• **Your objective**:
Collect all lines containing the word "distance" from the data.

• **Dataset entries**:
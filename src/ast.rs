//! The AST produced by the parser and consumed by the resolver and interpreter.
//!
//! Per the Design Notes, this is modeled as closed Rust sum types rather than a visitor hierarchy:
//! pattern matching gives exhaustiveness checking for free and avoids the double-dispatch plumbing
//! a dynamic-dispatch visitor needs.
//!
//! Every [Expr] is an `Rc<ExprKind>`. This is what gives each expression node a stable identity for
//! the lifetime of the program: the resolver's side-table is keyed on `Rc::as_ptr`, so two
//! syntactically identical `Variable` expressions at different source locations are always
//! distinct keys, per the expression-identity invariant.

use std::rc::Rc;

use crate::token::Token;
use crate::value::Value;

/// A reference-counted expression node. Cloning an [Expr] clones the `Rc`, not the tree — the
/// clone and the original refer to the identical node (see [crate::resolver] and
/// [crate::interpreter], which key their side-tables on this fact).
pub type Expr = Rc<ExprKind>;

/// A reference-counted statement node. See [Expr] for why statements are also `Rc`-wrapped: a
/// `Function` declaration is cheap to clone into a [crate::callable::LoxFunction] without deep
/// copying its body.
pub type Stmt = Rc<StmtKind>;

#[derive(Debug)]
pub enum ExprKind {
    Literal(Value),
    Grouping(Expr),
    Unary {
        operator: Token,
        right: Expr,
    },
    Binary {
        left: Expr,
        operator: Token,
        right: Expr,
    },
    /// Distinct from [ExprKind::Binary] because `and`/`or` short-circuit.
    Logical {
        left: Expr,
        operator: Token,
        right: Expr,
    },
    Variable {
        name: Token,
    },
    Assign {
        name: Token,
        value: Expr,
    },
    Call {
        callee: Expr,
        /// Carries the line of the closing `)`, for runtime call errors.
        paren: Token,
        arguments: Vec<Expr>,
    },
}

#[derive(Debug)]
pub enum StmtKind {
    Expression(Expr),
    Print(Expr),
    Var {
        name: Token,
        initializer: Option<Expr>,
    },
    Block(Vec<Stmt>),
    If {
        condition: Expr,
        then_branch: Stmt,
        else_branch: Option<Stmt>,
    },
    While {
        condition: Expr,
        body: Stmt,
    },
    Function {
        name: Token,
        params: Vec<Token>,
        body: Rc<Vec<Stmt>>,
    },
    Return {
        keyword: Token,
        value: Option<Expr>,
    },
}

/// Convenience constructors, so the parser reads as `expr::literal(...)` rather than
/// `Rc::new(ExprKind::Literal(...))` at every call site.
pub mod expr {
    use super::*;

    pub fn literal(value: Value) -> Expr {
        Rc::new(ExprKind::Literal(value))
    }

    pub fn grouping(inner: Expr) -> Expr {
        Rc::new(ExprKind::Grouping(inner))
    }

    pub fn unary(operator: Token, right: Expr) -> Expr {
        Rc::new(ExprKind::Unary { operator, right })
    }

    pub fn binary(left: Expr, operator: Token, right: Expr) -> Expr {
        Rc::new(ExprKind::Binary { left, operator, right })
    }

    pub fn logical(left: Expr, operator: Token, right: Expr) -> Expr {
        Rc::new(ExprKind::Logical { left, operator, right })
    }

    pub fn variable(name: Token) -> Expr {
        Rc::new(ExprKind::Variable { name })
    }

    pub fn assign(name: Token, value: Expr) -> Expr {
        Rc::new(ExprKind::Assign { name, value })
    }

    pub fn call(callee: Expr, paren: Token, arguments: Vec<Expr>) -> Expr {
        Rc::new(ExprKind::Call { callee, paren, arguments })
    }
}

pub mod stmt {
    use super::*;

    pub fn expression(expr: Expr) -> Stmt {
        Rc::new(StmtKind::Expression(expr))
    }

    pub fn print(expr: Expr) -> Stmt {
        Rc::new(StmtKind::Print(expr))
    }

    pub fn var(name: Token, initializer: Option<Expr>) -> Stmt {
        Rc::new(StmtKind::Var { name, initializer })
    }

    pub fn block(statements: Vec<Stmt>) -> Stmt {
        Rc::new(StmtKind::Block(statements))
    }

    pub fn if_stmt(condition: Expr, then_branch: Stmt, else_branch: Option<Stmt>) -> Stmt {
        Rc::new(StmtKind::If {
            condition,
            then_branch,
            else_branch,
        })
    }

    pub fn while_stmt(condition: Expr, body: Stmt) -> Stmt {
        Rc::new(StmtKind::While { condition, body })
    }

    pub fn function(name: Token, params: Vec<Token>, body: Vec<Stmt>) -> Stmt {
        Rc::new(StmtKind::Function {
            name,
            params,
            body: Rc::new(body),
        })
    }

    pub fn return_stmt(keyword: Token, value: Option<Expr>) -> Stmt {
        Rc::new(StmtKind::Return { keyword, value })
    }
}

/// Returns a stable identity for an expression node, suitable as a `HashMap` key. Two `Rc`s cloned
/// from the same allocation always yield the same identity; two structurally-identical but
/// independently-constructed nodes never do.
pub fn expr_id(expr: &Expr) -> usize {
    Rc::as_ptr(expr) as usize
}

--

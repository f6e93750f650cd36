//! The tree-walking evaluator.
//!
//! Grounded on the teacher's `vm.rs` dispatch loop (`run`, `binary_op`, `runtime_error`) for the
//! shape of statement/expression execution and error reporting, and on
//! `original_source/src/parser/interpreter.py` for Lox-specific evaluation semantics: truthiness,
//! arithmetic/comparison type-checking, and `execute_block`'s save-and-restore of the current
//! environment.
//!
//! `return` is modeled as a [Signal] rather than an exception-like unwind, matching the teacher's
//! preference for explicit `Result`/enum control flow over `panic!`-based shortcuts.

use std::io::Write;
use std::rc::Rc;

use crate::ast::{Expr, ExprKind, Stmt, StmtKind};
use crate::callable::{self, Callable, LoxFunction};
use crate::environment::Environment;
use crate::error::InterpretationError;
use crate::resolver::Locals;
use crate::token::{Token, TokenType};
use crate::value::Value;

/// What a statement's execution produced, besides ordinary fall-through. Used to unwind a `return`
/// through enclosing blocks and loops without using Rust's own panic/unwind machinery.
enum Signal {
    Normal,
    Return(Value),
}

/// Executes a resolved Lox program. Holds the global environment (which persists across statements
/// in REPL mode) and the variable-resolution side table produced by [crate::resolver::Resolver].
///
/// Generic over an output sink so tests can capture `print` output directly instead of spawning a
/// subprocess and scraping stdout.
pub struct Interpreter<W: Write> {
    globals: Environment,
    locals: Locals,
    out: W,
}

==

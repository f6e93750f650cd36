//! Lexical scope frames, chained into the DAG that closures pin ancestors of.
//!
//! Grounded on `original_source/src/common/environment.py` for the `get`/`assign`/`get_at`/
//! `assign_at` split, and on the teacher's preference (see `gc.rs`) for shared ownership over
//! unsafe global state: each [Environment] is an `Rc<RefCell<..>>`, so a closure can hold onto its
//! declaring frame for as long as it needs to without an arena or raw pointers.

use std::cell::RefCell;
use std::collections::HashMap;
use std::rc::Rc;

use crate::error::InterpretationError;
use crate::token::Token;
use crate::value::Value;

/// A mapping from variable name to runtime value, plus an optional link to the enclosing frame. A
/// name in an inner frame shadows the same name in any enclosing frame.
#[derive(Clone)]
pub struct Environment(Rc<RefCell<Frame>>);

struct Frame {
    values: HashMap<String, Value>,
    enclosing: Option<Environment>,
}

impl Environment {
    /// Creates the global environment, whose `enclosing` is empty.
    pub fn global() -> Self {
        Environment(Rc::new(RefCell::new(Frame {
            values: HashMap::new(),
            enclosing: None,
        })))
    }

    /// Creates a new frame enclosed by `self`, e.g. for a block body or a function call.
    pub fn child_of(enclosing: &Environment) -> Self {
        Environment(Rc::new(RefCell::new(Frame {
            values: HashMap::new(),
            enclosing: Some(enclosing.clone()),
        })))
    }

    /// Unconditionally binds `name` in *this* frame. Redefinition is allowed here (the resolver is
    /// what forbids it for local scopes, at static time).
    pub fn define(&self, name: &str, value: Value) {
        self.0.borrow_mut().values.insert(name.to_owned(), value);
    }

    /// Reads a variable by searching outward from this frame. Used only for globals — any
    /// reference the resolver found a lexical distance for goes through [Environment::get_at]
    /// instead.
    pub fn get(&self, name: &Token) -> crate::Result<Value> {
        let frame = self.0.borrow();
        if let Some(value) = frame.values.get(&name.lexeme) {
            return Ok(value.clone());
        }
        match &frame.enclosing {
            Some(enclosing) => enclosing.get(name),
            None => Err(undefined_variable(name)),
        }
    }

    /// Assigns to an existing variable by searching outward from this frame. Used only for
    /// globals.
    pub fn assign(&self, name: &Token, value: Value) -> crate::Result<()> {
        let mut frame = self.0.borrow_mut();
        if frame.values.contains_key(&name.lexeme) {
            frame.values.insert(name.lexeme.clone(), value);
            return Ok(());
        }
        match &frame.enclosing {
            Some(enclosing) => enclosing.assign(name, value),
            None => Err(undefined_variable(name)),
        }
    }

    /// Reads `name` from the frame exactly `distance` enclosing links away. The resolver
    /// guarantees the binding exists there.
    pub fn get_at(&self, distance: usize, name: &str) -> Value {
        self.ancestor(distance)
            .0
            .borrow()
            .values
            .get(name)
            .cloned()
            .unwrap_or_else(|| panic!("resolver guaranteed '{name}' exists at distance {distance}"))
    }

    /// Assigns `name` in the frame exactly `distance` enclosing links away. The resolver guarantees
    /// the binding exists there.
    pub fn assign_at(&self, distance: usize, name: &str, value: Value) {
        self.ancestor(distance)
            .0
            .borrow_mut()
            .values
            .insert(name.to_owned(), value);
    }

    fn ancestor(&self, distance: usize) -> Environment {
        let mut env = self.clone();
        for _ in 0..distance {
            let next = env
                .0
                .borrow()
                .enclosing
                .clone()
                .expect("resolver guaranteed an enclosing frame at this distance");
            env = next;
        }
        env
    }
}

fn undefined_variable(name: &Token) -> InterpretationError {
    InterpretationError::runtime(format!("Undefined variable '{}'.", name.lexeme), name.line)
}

• **Exercise solution**:
    /// reference the resolver found a lexical distance for goes through [Environment::get_at]
    /// Reads `name` from the frame exactly `distance` enclosing links away. The resolver
    pub fn get_at(&self, distance: usize, name: &str) -> Value {
        self.ancestor(distance)
            .unwrap_or_else(|| panic!("resolver guaranteed '{name}' exists at distance {distance}"))
    /// Assigns `name` in the frame exactly `distance` enclosing links away. The resolver guarantees
    pub fn assign_at(&self, distance: usize, name: &str, value: Value) {
        self.ancestor(distance)
    fn ancestor(&self, distance: usize) -> Environment {
        for _ in 0..distance {
                .expect("resolver guaranteed an enclosing frame at this distance");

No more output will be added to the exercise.